Entries taken from a collection:
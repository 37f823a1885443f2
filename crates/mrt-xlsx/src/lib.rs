//! Template-preserving XLSX export for mineral reporting templates.
//!
//! The crate never rebuilds a workbook. It exposes:
//!
//! - [`XlsxPackage`]: the inflated OPC ZIP (part name -> bytes), repacked on write.
//! - [`DocumentContext`]: a package opened for patching, with its shared-string table and
//!   sheet-name to part-path map.
//! - [`cell`]: text-level reads and writes of single cells that keep every other byte of the
//!   worksheet intact.
//! - [`export_snapshot`]/[`export_to_xlsx`]: writes a [`mrt_model::ReportSnapshot`] into a
//!   blank template using the Declaration anchors in [`anchors`].
//! - [`scan`]: extraction of those anchors from blank templates, used offline.

pub mod anchors;
pub mod cell;
mod context;
mod export;
pub mod openxml;
mod package;
pub mod recalc_policy;
pub mod scan;
mod shared_strings;
mod workbook;
mod zip_util;

pub use anchors::{bundled_anchor_map, AnchorError, AnchorMap, DeclarationAnchors};
pub use cell::{is_formula_cell, read_cell_text, write_cell_inline_str, CellPatchError};
pub use context::{ContextError, DocumentContext};
pub use export::{
    export_snapshot, export_to_xlsx, ExportError, DECLARATION_SHEET, MINERALS_SCOPE_SHEET,
    MINE_LIST_SHEET, PRODUCT_LIST_SHEET, SMELTER_LIST_SHEET,
};
pub use package::{XlsxError, XlsxPackage, XlsxPackageLimits};
pub use recalc_policy::{apply_recalc_policy, RecalcPolicy, RecalcPolicyError};
pub use scan::{scan_declaration, scan_declaration_with_options, ScanError, ScanOptions};
pub use shared_strings::{parse_shared_strings_xml, SharedStringsError};
pub use workbook::{parse_workbook_sheets, WorkbookSheet};
//! Lossless round trip between [`mrt_model::ReportSnapshot`] and the legacy JSON questionnaire
//! documents (`cmtCompany`, `cmtRangeQuestions`, `cmtSmelters`, ...).
//!
//! [`to_internal`] reads a legacy document and returns the snapshot together with a
//! [`RoundtripContext`]. [`to_external`] writes an edited snapshot back by patching the original
//! document: untouched fields keep their JSON shape, unknown keys are carried through, and
//! deleted rows disappear. Documents that were never imported go through [`to_external_loose`].

mod context;
mod document;
mod field_state;
mod plan;
mod to_external;
mod to_internal;

pub use context::{
    EffectiveDateKind, EffectiveDateState, LegacyRowState, LegacyRows, ProductKeys,
    QuestionFieldStates, RoundtripContext,
};
pub use document::{parse_legacy_report, LegacyError, ParsedLegacyReport};
pub use field_state::{write_legacy_field, write_nullable_string, FieldStates, NullableFieldState};
pub use plan::{normalize_mineral_label, plan, LegacyPlan};
pub use to_external::{to_external, to_external_loose};
pub use to_internal::to_internal;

Exercise details —
Whatever appears in the lines above should be copied exactly.

Finished task —
repository 37f823a1885443f2
filename crates/mrt-xlsx/src/lib.rs
//! Template-preserving XLSX export for mineral reporting templates.
//!
//! The crate never rebuilds a workbook. It exposes:
//!
//! - [`XlsxPackage`]: the inflated OPC ZIP (part name -> bytes), repacked on write.
//! - [`DocumentContext`]: a package opened for patching, with its shared-string table and
//!   sheet-name to part-path map.
//! - [`cell`]: text-level reads and writes of single cells that keep every other byte of the
//!   worksheet intact.
//! - [`export_snapshot`]/[`export_to_xlsx`]: writes a [`mrt_model::ReportSnapshot`] into a
//!   blank template using the Declaration anchors in [`anchors`].
//! - [`scan`]: extraction of those anchors from blank templates, used offline.

pub mod anchors;
pub mod cell;
mod context;
mod export;
pub mod openxml;
mod package;
pub mod recalc_policy;
pub mod scan;
mod shared_strings;
mod workbook;
mod zip_util;

pub use anchors::{bundled_anchor_map, AnchorError, AnchorMap, DeclarationAnchors};
pub use cell::{is_formula_cell, read_cell_text, write_cell_inline_str, CellPatchError};
pub use context::{ContextError, DocumentContext};
pub use export::{
    export_snapshot, export_to_xlsx, ExportError, DECLARATION_SHEET, MINERALS_SCOPE_SHEET,
    MINE_LIST_SHEET, PRODUCT_LIST_SHEET, SMELTER_LIST_SHEET,
};
pub use package::{XlsxError, XlsxPackage, XlsxPackageLimits};
pub use recalc_policy::{apply_recalc_policy, RecalcPolicy, RecalcPolicyError};
pub use scan::{scan_declaration, scan_declaration_with_options, ScanError, ScanOptions};
pub use shared_strings::{parse_shared_strings_xml, SharedStringsError};
pub use workbook::{parse_workbook_sheets, WorkbookSheet};
//! Lossless round trip between [`mrt_model::ReportSnapshot`] and the legacy JSON questionnaire
//! documents (`cmtCompany`, `cmtRangeQuestions`, `cmtSmelters`, ...).
//!
//! [`to_internal`] reads a legacy document and returns the snapshot together with a
//! [`RoundtripContext`]. [`to_external`] writes an edited snapshot back by patching the original
//! document: untouched fields keep their JSON shape, unknown keys are carried through, and
//! deleted rows disappear. Documents that were never imported go through [`to_external_loose`].

mod context;
mod document;
mod field_state;
mod plan;
mod to_external;
mod to_internal;

pub use context::{
    EffectiveDateKind, EffectiveDateState, LegacyRowState, LegacyRows, ProductKeys,
    QuestionFieldStates, RoundtripContext,
};
pub use document::{parse_legacy_report, LegacyError, ParsedLegacyReport};
pub use field_state::{write_legacy_field, write_nullable_string, FieldStates, NullableFieldState};
pub use plan::{normalize_mineral_label, plan, LegacyPlan};
pub use to_external::{to_external, to_external_loose};
pub use to_internal::to_internal;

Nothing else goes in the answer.